Lustre Configuration
Capacity to Inode Ratio
Ratio: 1TB Quota to 1,500,000 inodes
An inode is a record that describes a file, directory, or link. This information is stored in a dedicated flash pool on Taiga with a finite capacity. To ensure that the inode pool doesn’t run out of space before the capacity pools, this quota ratio is implemented.
For example, if your project has a 10TB quota on Taiga, it has a quota of 15.0 million inodes.
Block Size
File System Block Size: 2MB
For a balance of throughput performance and file space efficiency, a block size of 2MB has been chosen for the Taiga filesystem. Larger file sizes help larger-streaming data movement go faster. In general, large I/O to filesystems is encouraged, when possible.

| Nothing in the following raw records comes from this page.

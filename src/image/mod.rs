pub mod f32;
pub mod traits;

pub use self::f32::ImageF32;
pub use self::traits::{ImageView, ImageViewMut};
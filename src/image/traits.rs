pub trait ImageView {
    type Pixel: Copy;

    fn width(&self) -> usize;
    fn height(&self) -> usize;
    fn stride(&self) -> usize;

    fn row(&self, y: usize) -> &[Self::Pixel];

    fn is_contiguous(&self) -> bool {
        self.stride() == self.width()
    }

    fn as_slice(&self) -> Option<&[Self::Pixel]> {
        None
    }
}

pub trait ImageViewMut: ImageView {
    fn row_mut(&mut self, y: usize) -> &mut [Self::Pixel];

    fn as_mut_slice(&mut self) -> Option<&mut [Self::Pixel]> {
        None
    }
}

Checking Quota Utilization
Lustre informs the df
utility of project quotas which is how Taiga partitions capacity. To see your usage vs. your quota, change into your allocation directory and run df
with the -h
and -i
flags to check block and file utilization respectively like the below:
[user@client]$ cd /taiga/illinois/eng/ece/bobsmith [user@client]$ df -h . Filesystem Size Used Avail Use% Mounted on 172.30.32.2@o2ib,172.30.32.3@o2ib:..172.30.32.8@o2ib,172.30.32.9@o2ib:/taiga 5.0T 489G 4.6T 10% /taiga [user@client]$ cd /taiga/illinois/eng/ece/bobsmith [user@client]$ df -i . Filesystem Inodes IUsed IFree IUse% Mounted on 172.30.32.2@o2ib,172.30.32.3@o2ib:..172.30.32.8@o2ib,172.30.32.9@o2ib:/taiga 7500000 90212 7409788 2% /taiga
Default Stripe Size
Stripe Size: 1
Number of Flash OSTs in Taiga: 24
Number of HDD OSTs in Taiga: 28
Lustre is capable of striping data over multiple object storage targets (OSTs) to increase performance and help balance data across the disks. The default stripe for Taiga is set to 1 but this value is overridden as the file being written gets larger; this behavior is determined by the progressive file layout (PFL) configured for Taiga.
Run lfs getstripe
to see how many OSTs a file is striped across. The following example shows a file on Delta that has FIDs in 3 components since is 500MB in size
[user@client]$ lfs getstripe /taiga/nsf/delta/bbka/$user/testfiles/file_0 /taiga/nsf/delta/bbka/$user/testfiles/file_0 lcm_layout_gen: 6 lcm_mirror_count: 1 lcm_entry_count: 4 lcme_id: 1 lcme_mirror_id: 0 lcme_flags: init lcme_extent.e_start: 0 lcme_extent.e_end: 65536 lmm_stripe_count: 1 lmm_stripe_size: 65536 lmm_pattern: raid0 lmm_layout_gen: 0 lmm_stripe_offset: 11 lmm_pool: ddn_nvme lmm_objects: - 0: { l_ost_idx: 11, l_fid: [0x9c00013a0:0x2926ad:0x0] } lcme_id: 2 lcme_mirror_id: 0 lcme_flags: init lcme_extent.e_start: 65536 lcme_extent.e_end: 268435456 lmm_stripe_count: 1 lmm_stripe_size: 2097152 lmm_pattern: raid0 lmm_layout_gen: 0 lmm_stripe_offset: 173 lmm_pool: ddn_hdd lmm_objects: - 0: { l_ost_idx: 173, l_fid: [0xdc00013a1:0x30e07:0x0] } lcme_id: 3 lcme_mirror_id: 0 lcme_flags: init lcme_extent.e_start: 268435456 lcme_extent.e_end: 4294967296 lmm_stripe_count: 4 lmm_stripe_size: 2097152 lmm_pattern: raid0 lmm_layout_gen: 0 lmm_stripe_offset: 175 lmm_pool: ddn_hdd lmm_objects: - 0: { l_ost_idx: 175, l_fid: [0xe800013a1:0x30cd3:0x0] } - 1: { l_ost_idx: 155, l_fid: [0x4c00013a1:0x28bcf:0x0] } - 2: { l_ost_idx: 165, l_fid: [0xa400013a1:0x29058:0x0] } - 3: { l_ost_idx: 172, l_fid: [0xe400013a1:0x30d77:0x0] } lcme_id: 4 lcme_mirror_id: 0 lcme_flags: 0 lcme_extent.e_start: 4294967296 lcme_extent.e_end: EOF lmm_stripe_count: -1 lmm_stripe_size: 2097152 lmm_pattern: raid0 lmm_layout_gen: 0 lmm_stripe_offset: -1 lmm_pool: ddn_hdd
Progressive File Layout (PFL)
Taiga deploys a PFL that performs these two key functions:
Allows us to keep the initial 64KB of every file on NVME flash.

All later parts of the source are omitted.